30 August 2010
Devine misses the point on Cousins drug story
I was appalled by Miranda Devine's article on the Ben Cousins' documentary and her opinion on drug addiction and those afflicted by the disease (''Seven's weak tackle on Cousins'', August 28-29).
However, the tragedy is that the most Australians would agree with her. Whatever your opinion of Ben Cousins, he has done a great thing in getting people talking about addiction.
Drugs are a serious problem in society. If people are genuinely concerned and fear for their children becoming another statistic, they should not listen to opinions of journalists but to those who have lived through the experience. None of the addiction specialists who shared their views on the documentary condemned Cousins, and these are the people we should be listening to.

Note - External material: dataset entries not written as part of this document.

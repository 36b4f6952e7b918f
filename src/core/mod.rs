//! Core state machine types.
//!
//! This module contains the vocabulary every other part of the crate is
//! written in:
//! - State identifiers via the `State` trait
//! - Events and the triggers actions run under
//! - The `Schema` bundling a machine's types
//! - Snapshots handed to observers
//! - Transition history
//!
//! Nothing here has side effects.

mod event;
mod history;
mod schema;
mod snapshot;
mod state;

pub use event::{Event, Trigger};
pub use history::{HistoryEntry, StateHistory};
pub use schema::{EventKind, Schema};
pub use snapshot::Snapshot;
pub use state::State;
//! Immutable machine definitions.
//!
//! A definition is a flat graph of states. Each state declares its entry
//! actions and at most one transition per event kind. Definitions are
//! validated once, when built, so lookups at runtime never fail on a
//! dangling reference.

pub mod error;

pub use error::DefinitionError;

use crate::core::{EventKind, Schema};
use std::collections::HashMap;
use std::fmt;

/// Edge of the state graph: where to go and what to run on the way.
#[derive(Clone, Debug, PartialEq)]
pub struct Transition<S, A> {
    pub target: S,
    /// Run in order before the state pointer moves to `target`.
    pub actions: Vec<A>,
}

/// One state of a definition.
#[derive(Clone, Debug)]
pub struct StateNode<S, K, A> {
    pub(crate) entry: Vec<A>,
    pub(crate) on: HashMap<K, Transition<S, A>>,
}

impl<S, K, A> StateNode<S, K, A> {
    /// Entry actions in declaration order.
    pub fn entry(&self) -> &[A] {
        &self.entry
    }

    /// Number of event kinds this state reacts to.
    pub fn transition_count(&self) -> usize {
        self.on.len()
    }
}

/// Node type of a schema's definitions.
pub type Node<M> = StateNode<<M as Schema>::State, EventKind<M>, <M as Schema>::Action>;

/// Validated, immutable machine graph.
///
/// Built with [`MachineBuilder`](crate::builder::MachineBuilder).
pub struct MachineDefinition<M: Schema> {
    id: String,
    initial: M::State,
    nodes: HashMap<M::State, Node<M>>,
    order: Vec<M::State>,
}

impl<M: Schema> MachineDefinition<M> {
    /// Assemble a definition whose references were already checked.
    pub(crate) fn from_validated(
        id: String,
        initial: M::State,
        states: Vec<(M::State, Node<M>)>,
    ) -> Self {
        let order = states.iter().map(|(state, _)| state.clone()).collect();
        Self {
            id,
            initial,
            nodes: states.into_iter().collect(),
            order,
        }
    }

    pub fn id(&self) -> &str {
        &self.id
    }

    pub fn initial_state(&self) -> &M::State {
        &self.initial
    }

    /// Transition taken from `state` on an event of `kind`, if one is declared.
    pub fn resolve_transition(
        &self,
        state: &M::State,
        kind: EventKind<M>,
    ) -> Option<&Transition<M::State, M::Action>> {
        self.nodes.get(state).and_then(|node| node.on.get(&kind))
    }

    /// Entry actions of `state`, empty for a state that declares none.
    pub fn entry_actions_of(&self, state: &M::State) -> &[M::Action] {
        self.nodes
            .get(state)
            .map(|node| node.entry.as_slice())
            .unwrap_or(&[])
    }

    /// Declared states in declaration order.
    pub fn states(&self) -> &[M::State] {
        &self.order
    }

    pub fn node(&self, state: &M::State) -> Option<&Node<M>> {
        self.nodes.get(state)
    }

    pub fn contains(&self, state: &M::State) -> bool {
        self.nodes.contains_key(state)
    }

    /// Every action referenced by entry lists or transitions, each once,
    /// in declaration order.
    pub fn actions(&self) -> Vec<M::Action> {
        let mut seen = Vec::new();
        for state in &self.order {
            let node = &self.nodes[state];
            let transition_actions = node.on.values().flat_map(|t| t.actions.iter());
            for action in node.entry.iter().chain(transition_actions) {
                if !seen.contains(action) {
                    seen.push(*action);
                }
            }
        }
        seen
    }
}

impl<M: Schema> fmt::Debug for MachineDefinition<M> {
    fn fmt(&self, f: &mut fmt::Formatter<'_>) -> fmt::Result {
        f.debug_struct("MachineDefinition")
            .field("id", &self.id)
            .field("initial", &self.initial)
            .field("states", &self.order)
            .finish()
    }
}
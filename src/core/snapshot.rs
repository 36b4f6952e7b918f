//! Immutable views of a running machine.

use serde::{Deserialize, Serialize};

/// State and context of an interpreter after it finished handling one event.
///
/// Handed to transition observers. `changed` is true only when a transition
/// fired for the event that produced this snapshot; the snapshot produced by
/// `start()` and those produced by unmatched events have it false.
#[derive(Clone, Debug, PartialEq, Serialize, Deserialize)]
pub struct Snapshot<S, C> {
    pub state: S,
    pub context: C,
    pub changed: bool,
}

impl<S: PartialEq, C> Snapshot<S, C> {
    /// Check whether this snapshot is in `state`.
    pub fn matches(&self, state: &S) -> bool {
        self.state == *state
    }
}
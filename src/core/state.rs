//! State identifiers for machine definitions.
//!
//! A state is an opaque, cheaply comparable name for one node of a machine
//! definition. It carries no data; everything that changes at runtime lives
//! in the interpreter's context.

use serde::{Deserialize, Serialize};
use std::fmt::Debug;
use std::hash::Hash;

/// Trait for state identifiers.
///
/// States are keys into a machine definition, so they must be hashable and
/// totally comparable in addition to serializable. Only the name is needed;
/// [`state_enum!`](crate::state_enum) generates it for plain enums.
///
/// # Example
///
/// ```rust
/// use session_machine::core::State;
/// use serde::{Deserialize, Serialize};
///
/// #[derive(Clone, PartialEq, Eq, Hash, Debug, Serialize, Deserialize)]
/// enum DoorState {
///     Open,
///     Closed,
/// }
///
/// impl State for DoorState {
///     fn name(&self) -> &str {
///         match self {
///             Self::Open => "Open",
///             Self::Closed => "Closed",
///         }
///     }
/// }
///
/// assert_eq!(DoorState::Open.name(), "Open");
/// ```
pub trait State:
    Clone + Eq + Hash + Debug + Serialize + for<'de> Deserialize<'de> + Send + Sync
{
    /// Get the state's name for display/logging.
    fn name(&self) -> &str;
}
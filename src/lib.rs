//! Session Machine: a run-to-completion finite state machine interpreter
//!
//! A machine is a flat graph of named states. Events drive transitions
//! between them, a context value is carried across transitions, and named
//! actions run as side effects of a transition or of entering a state.
//!
//! # Core Concepts
//!
//! - **Definition**: immutable state graph, validated once when built
//! - **Actions**: a registry mapping a closed set of action ids to behavior
//! - **Machine**: a definition bound to its actions, shareable between sessions
//! - **Interpreter**: one running session, processing queued events one at a time
//! - **Observers**: callbacks notified when an event arrives and once it is handled
//!
//! # Example
//!
//! ```rust
//! use session_machine::actions::RecordingSink;
//! use session_machine::auth::{auth_machine, AuthEvent, AuthState};
//! use session_machine::core::State;
//! use std::sync::{Arc, Mutex};
//!
//! let sink = RecordingSink::new();
//! let machine = auth_machine(sink.clone()).unwrap();
//! let mut service = machine.interpret();
//!
//! let seen = Arc::new(Mutex::new(Vec::new()));
//! let log = Arc::clone(&seen);
//! service.on_transition(move |snapshot| {
//!     log.lock().unwrap().push(snapshot.state.name().to_string());
//! });
//!
//! service.start().unwrap();
//! service.send(AuthEvent::login("Jason")).unwrap();
//! service.send(AuthEvent::Logout).unwrap();
//!
//! assert_eq!(service.state(), &AuthState::LoggedOut);
//! assert_eq!(*seen.lock().unwrap(), vec!["Uninitialized", "LoggedIn", "LoggedOut"]);
//! assert_eq!(
//!     sink.lines(),
//!     vec![
//!         "TELEMETRY: User Jason logging in from Seattle, WA",
//!         "Hello, Jason!",
//!         "Goodbye, Jason",
//!     ]
//! );
//! ```

pub mod actions;
pub mod auth;
pub mod builder;
pub mod checkpoint;
pub mod core;
pub mod definition;
pub mod interpreter;
pub mod machine;

// Re-export commonly used types
pub use actions::{ActionError, ActionRegistry, OutputSink};
pub use builder::MachineBuilder;
pub use core::{Event, Schema, Snapshot, State, Trigger};
pub use definition::{DefinitionError, MachineDefinition};
pub use interpreter::{Interpreter, InterpreterError, InterpreterOptions, Status};
pub use machine::{create_machine, interpret, Machine};

pub const VERSION: &str = env!("CARGO_PKG_VERSION");

/// Initialize logging with the given default level.
///
/// `RUST_LOG` overrides `level` when set.
pub fn init_logging(level: &str) {
    use tracing_subscriber::{layer::SubscriberExt, util::SubscriberInitExt, EnvFilter};

    let filter = EnvFilter::try_from_default_env().unwrap_or_else(|_| EnvFilter::new(level));

    tracing_subscriber::registry()
        .with(filter)
        .with(tracing_subscriber::fmt::layer().with_writer(std::io::stderr))
        .init();
}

I was in active addiction for nearly 25 years and was deeply offended by Devine's comments. Over the years I've had to deal with the death of many of my friends at the hands of drugs. I'm sure their parents would be comforted by Devine's wisdom that ''they were not afflicted by a disease. They were simply narcissists who took drugs because it makes them feel good.'' Until people understand that addiction is a mental health issue and drug abuse is symptomatic of underlying mental disorders we will continue to watch our children die. The children being sexually abused and neglected today are tomorrow's drug addicts.
Alison Fitzgibbon Broadmeadow
The replies start, 31 August 2010:
A choice disease
Alison Fitzgibbon (Letters, August 30) says ''addiction is a mental health issue and drug abuse is symptomatic of underlying mental disorders''. Really?
Then how does she explain that very first time? Is it mental health disorders that prompt a young trendy to pop a pill in a nightclub? I don't think so. As for drug addiction being a disease, with the possible exception of sexually transmitted diseases, I can't think of a single disease that gives a person complete choice over whether to be exposed to it.
Daniel Lewis Rushcutters Bay
Record hauls, spectacular busts, a multi-year and multi-agency investigation costing millions, and yet the estimate is that the supply of illegal drugs has dropped by merely 10-15 per cent (''Guns and poses: inside the drug lords' deadly world'', August 30). Yet more evidence, as if more were needed, that prohibition only enriches dealers, spawns violence and crime, and corrupts police.
The solution? Legalise it. All of it. Regulate it tightly and tax it heavily (like tobacco and alcohol). We have given prohibition a good long go. No one can say we haven't tried. It has totally, utterly, absolutely failed. Time to try something else.
Shannon Roy Cherrybrook
• Replies to replies, 1 September 2010:
Drugs include Christian crack
On ''recreational'' drugs, I take an either/or position: either prohibit all drugs, including alcohol, caffeine and nicotine, or legalise and control all drugs, including heroin, cocaine, amphetamines and cannabis. Nothing gives me the pip more than people pontificating about the evils of ''drug use'' while downing a schooner, smoking a ciggie or when hyped-up after their morning espresso.
My brother, a fundamentalist Christian, would no sooner drink, smoke, snort or shoot up than jump off a cliff. But at least he has the good grace, and sense of humour, to refer to coffee as ''Christian crack''. By his own admission, he can't get by without it. A drug is a drug is a drug.
Peter Cain Kingswood
Daniel Lewis (Letters, August 31) has no idea what he is talking about and should be thankful for it. Yes, that very first time can be the result of a mental health disorder. Not for everyone, but not everyone becomes addicted. If someone is clinically depressed and his friend says, ''These pills will make you feel amazing'', he has the choice to say no, but would he? I don't think so.
Anyone who is sure they would has never been depressed, or has received the proper treatment for it. Do not think that just because someone is a ''young trendy'' they do not have problems.
Those who support failed zero-tolerance policing, scrapping heroin injecting rooms, blocking harm minimisation legislation and sending the mentally ill to rot in jail cause far more damage than a pill at a festival.
Sam Fields Seven Hills
Daniel Lewis misses the point. The mental health issues lie not in the impulse to start, but the ability to stop.